2003年以来,我陆续报过三四次名想去考研,但都出于各种缘故弃考。我确实没时间复习,自信也完全被孩子爸爸击垮了,连去考场试试的勇气都没有。
回头看,他的种种行为既冷漠又自私。
在那漫长而平淡的生活里,离婚的念头无数次闪现,但我始终压抑着自己的情绪。我不甘心承认自己的婚姻是失败的。我不满,但决心跪着也要走完。
我妈教会我的是,女人再难,也要坚持下去。
41岁
“不是所有女性都要委曲求全”
转机出现在2015年。那年我41岁。
那一年,女儿外出读高中,她爸爸跟去那边照顾她。家里只剩下我一个人,空闲的时间变得格外漫长。我的身体又出了状况,失眠严重,睡不着觉,索性就捡起考研的书看。
那时,我看到的一篇新闻报道也激励了我。新闻说,美国有一位40岁的中年男性失业后,去一所大学做清洁工,空闲时间旁听大学课程,晚上学习,就这样用四年时间拿到大学学位。

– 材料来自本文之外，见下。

//! Fixed-width asset keys
//!
//! An asset key is 32 bytes. Keys built from a human-readable name hold the
//! UTF-8 bytes left-aligned and zero-padded, so `"asset0"` and the raw
//! 32-byte form `0x6173736574300000...` name the same feed.

use errors::FeedError;
use serde::{Deserialize, Deserializer, Serialize, Serializer};
use std::fmt;
use std::str::FromStr;

/// 32-byte asset identifier
#[derive(Clone, Copy, Default, PartialEq, Eq, Hash, PartialOrd, Ord)]
pub struct AssetKey([u8; AssetKey::LEN]);

impl AssetKey {
    /// Byte width of a key
    pub const LEN: usize = 32;

    /// Longest name that still leaves a terminating zero byte
    pub const MAX_NAME_LEN: usize = AssetKey::LEN - 1;

    pub const fn new(bytes: [u8; AssetKey::LEN]) -> Self {
        Self(bytes)
    }

    /// Derive a key from an asset name
    ///
    /// # Errors
    /// `InvalidAssetKey` if the name is empty, longer than 31 bytes, or
    /// contains a NUL byte.
    pub fn from_name(name: &str) -> Result<Self, FeedError> {
        if name.is_empty() {
            return Err(FeedError::InvalidAssetKey(
                "asset name cannot be empty".to_string(),
            ));
        }
        if name.len() > Self::MAX_NAME_LEN {
            return Err(FeedError::InvalidAssetKey(format!(
                "asset name '{}' is {} bytes, maximum is {}",
                name,
                name.len(),
                Self::MAX_NAME_LEN
            )));
        }
        if name.as_bytes().contains(&0) {
            return Err(FeedError::InvalidAssetKey(format!(
                "asset name '{}' contains a NUL byte",
                name.escape_debug()
            )));
        }

        let mut bytes = [0u8; Self::LEN];
        bytes[..name.len()].copy_from_slice(name.as_bytes());
        Ok(Self(bytes))
    }

    pub fn as_bytes(&self) -> &[u8; AssetKey::LEN] {
        &self.0
    }

    pub fn is_zero(&self) -> bool {
        self.0 == [0u8; Self::LEN]
    }

    /// The human-readable name, if this key was built from one
    pub fn name(&self) -> Option<&str> {
        let end = self.0.iter().position(|b| *b == 0).unwrap_or(Self::LEN);
        if end == 0 || self.0[end..].iter().any(|b| *b != 0) {
            return None;
        }
        std::str::from_utf8(&self.0[..end]).ok()
    }
}

impl FromStr for AssetKey {
    type Err = FeedError;

    fn from_str(s: &str) -> Result<Self, Self::Err> {
        if let Some(digits) = s.strip_prefix("0x") {
            if digits.len() == Self::LEN * 2 {
                let mut bytes = [0u8; Self::LEN];
                hex::decode_to_slice(digits, &mut bytes).map_err(|_| {
                    FeedError::InvalidAssetKey(format!("'{}' is not valid hex", s))
                })?;
                return Ok(AssetKey(bytes));
            }
        }
        Self::from_name(s)
    }
}

impl fmt::Display for AssetKey {
    fn fmt(&self, f: &mut fmt::Formatter<'_>) -> fmt::Result {
        match self.name() {
            Some(name) => f.write_str(name),
            None => write!(f, "0x{}", hex::encode(self.0)),
        }
    }
}

impl fmt::Debug for AssetKey {
    fn fmt(&self, f: &mut fmt::Formatter<'_>) -> fmt::Result {
        write!(f, "AssetKey({})", self)
    }
}

impl Serialize for AssetKey {
    fn serialize<S: Serializer>(&self, serializer: S) -> Result<S::Ok, S::Error> {
        serializer.collect_str(self)
    }
}

impl<'de> Deserialize<'de> for AssetKey {
    fn deserialize<D: Deserializer<'de>>(deserializer: D) -> Result<Self, D::Error> {
        let raw = String::deserialize(deserializer)?;
        raw.parse().map_err(serde::de::Error::custom)
    }
}
//! Shared handler state

use feed_store::PriceFeed;
use std::sync::Arc;

/// State handed to every handler
#[derive(Debug)]
pub struct AppState {
    pub feed: Arc<PriceFeed>,
    pub service_name: String,
    pub version: String,
}

impl AppState {
    pub fn new(feed: Arc<PriceFeed>, service_name: impl Into<String>) -> Arc<Self> {
        Arc::new(Self {
            feed,
            service_name: service_name.into(),
            version: env!("CARGO_PKG_VERSION").to_string(),
        })
    }
}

算起来,我认真备考的时间有四五个月。我每天下班回到家,在空荡荡的房子里,就一个人看书,直到凌晨两三点。几乎每天,我只睡四五个小时。
复习的过程并不痛苦,失眠的我,反而没有年轻时要和瞌睡斗争的难题。
得益于多年的教学经验,加上运气好,我成功考上了重庆大学。
报到那天,我一个人拖着一个行李箱就去了重庆。下了飞机,我感觉自己轻飘飘的,迎面吹来的风都格外温柔。
非全日制研究生的课程大多在周末,周一到周五,我会去实验室做项目。空闲时间,我也能享受大学校园里的公共设施,去图书馆看书,去游泳健身。

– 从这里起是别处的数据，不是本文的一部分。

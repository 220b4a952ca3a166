//! Feed Service (feedsrv) entry point

use anyhow::Result;
use clap::Parser;
use common::{init_logging, print_startup_banner, shutdown_channel, ServiceInfo};
use feedsrv::config::DEFAULT_PORT;
use feedsrv::{build_feed, serve, Args, FeedsrvConfig};
use tokio::net::TcpListener;
use tracing::info;

#[tokio::main]
async fn main() -> Result<()> {
    let args = Args::parse();

    // Load configuration before logging so the logging section applies
    let config = FeedsrvConfig::load(&args)?;

    let service_info = ServiceInfo::new(
        config.service.name.clone(),
        env!("CARGO_PKG_VERSION"),
        "Permissioned price-feed store",
        DEFAULT_PORT,
    );
    init_logging(&service_info, &config.logging)?;
    print_startup_banner(&service_info);

    if args.validate {
        info!("Configuration is valid");
        return Ok(());
    }

    let feed = build_feed(&config)?;
    let listener = TcpListener::bind(config.api.bind_address()).await?;

    // the trigger is unused here; Ctrl+C/SIGTERM end the process
    let (_trigger, signal) = shutdown_channel();
    serve(config, feed, listener, signal).await
}
//! The store facade
//!
//! All state sits behind one `RwLock`. Mutating calls hold the write lock for
//! their whole duration (including event emission), so readers see a batch
//! either fully applied or not at all. Queries share the read lock.

use errors::{forbidden, FeedError, FeedResult};
use feed_model::{
    validate_batch_len, validate_median_batch, Address, AssetKey, EventEnvelope, FeedEntry,
    FeedEvent, FeedKind, MedianData, PostMode, PostReport, PriceData, ReferenceData,
    RejectedRecord, Role,
};
use parking_lot::RwLock;
use serde::Serialize;
use std::sync::Arc;
use tokio::sync::broadcast;
use tracing::{debug, info, warn};

use crate::access::AccessControl;
use crate::config::StoreConfig;
use crate::gates::{FeatureGates, Whitelist};
use crate::notify::{EventNotifier, DEFAULT_EVENT_CAPACITY};
use crate::snapshot::FeedSnapshot;
use crate::storage::FeedTable;
use crate::time::{SystemTimeProvider, TimeProvider};

/// Value of the unit-of-account symbol, 1.0 at 9 decimals
pub const BASE_SYMBOL_VALUE: u64 = 1_000_000_000;

/// Scale applied to reference rates
pub const RATE_SCALE: u128 = 1_000_000_000_000_000_000;

#[derive(Debug)]
struct FeedState {
    access: AccessControl,
    gates: FeatureGates,
    whitelist: Whitelist,
    prices: FeedTable<PriceData>,
    deviations: FeedTable<PriceData>,
    medians: FeedTable<MedianData>,
}

/// Record and role counts, for health reporting
#[derive(Debug, Clone, Copy, PartialEq, Eq, Serialize)]
pub struct FeedStats {
    pub prices: usize,
    pub deviations: usize,
    pub medians: usize,
    pub admins: usize,
    pub relayers: usize,
    pub whitelisted: usize,
    pub events_emitted: u64,
}

#[derive(Debug)]
pub struct PriceFeed {
    state: RwLock<FeedState>,
    config: StoreConfig,
    base_key: AssetKey,
    notifier: EventNotifier,
}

在我常去做项目的实验室,管理员是个二十多岁的年轻小伙。有一次,他向我讲起自己的爱情经历。他有个交往八年的女朋友。他打工支持女朋友读大学和生活,但毕业后,女朋友连考两次教师编制都没考上。我说,“你是不是被她骗了”,但他说,“做男人就是要有担当,对老婆好。”
听到他的婚姻观,我感受到特别强烈的冲击,原来,不是所有女性都要委曲求全,男人也可以为女人付出这么多。
读研那三年,我脱离原来的环境,和当下的社会文化碰撞交融,那个口子就开裂得越来越大,大到足够让我伸出脑袋来审视自己的人生。然后,我看见了很多以前的我不甘于承认的真相——我的婚姻、我的生活,都没有遵从自己的内心,我必须重新再活一次。
46岁
“婚姻的内核是双方之间的共鸣”
2020年1月,离婚证拿到手上的那一刻,我比一个月前拿到研究生学位证时更开心。
追求了那么多年,我终于得偿所愿,解脱,重生。
可是,离婚后没多久,我陷入了另一种情绪。我又开始失眠,早上一起来就想哭,脸上长满痘痘。
有一天,我走在地下通道,一个电话打进来,接起电话,不知道为什么,我忽然难受得难以克制,我说我要发病了。然后,通道里的所有人都停下来,看着我尖叫,嚎啕大哭。
去医院,医生问我,“遇到什么事了?”
我瞬间抑制不住地哭起来,感觉终于有人真的关心我。
医生说,我得了抑郁症,需要住院治疗。我抗拒了很久,不想住院,不想承认自己有抑郁症。
于是,症状越来越严重。特别是天阴的时候,忧郁就像渗透到了灵魂深处。
后来,是一段漫长而坎坷的治疗。今年5月,我住了一个月的院,状态慢慢好转,直到现在,我还在吃药治疗。
我终于愿意承认,我的婚姻以失败而告终。
现在,我觉得,在婚姻中,钱、地位都不是最重要的。它的内核,是双方之间的共鸣,是家庭功能中互助平等的关系。
我不会因此排斥爱情,如果有机会,我也会选择再次步入婚姻。但比起从互相陪伴中寻找安慰,我更想把自我还给自己。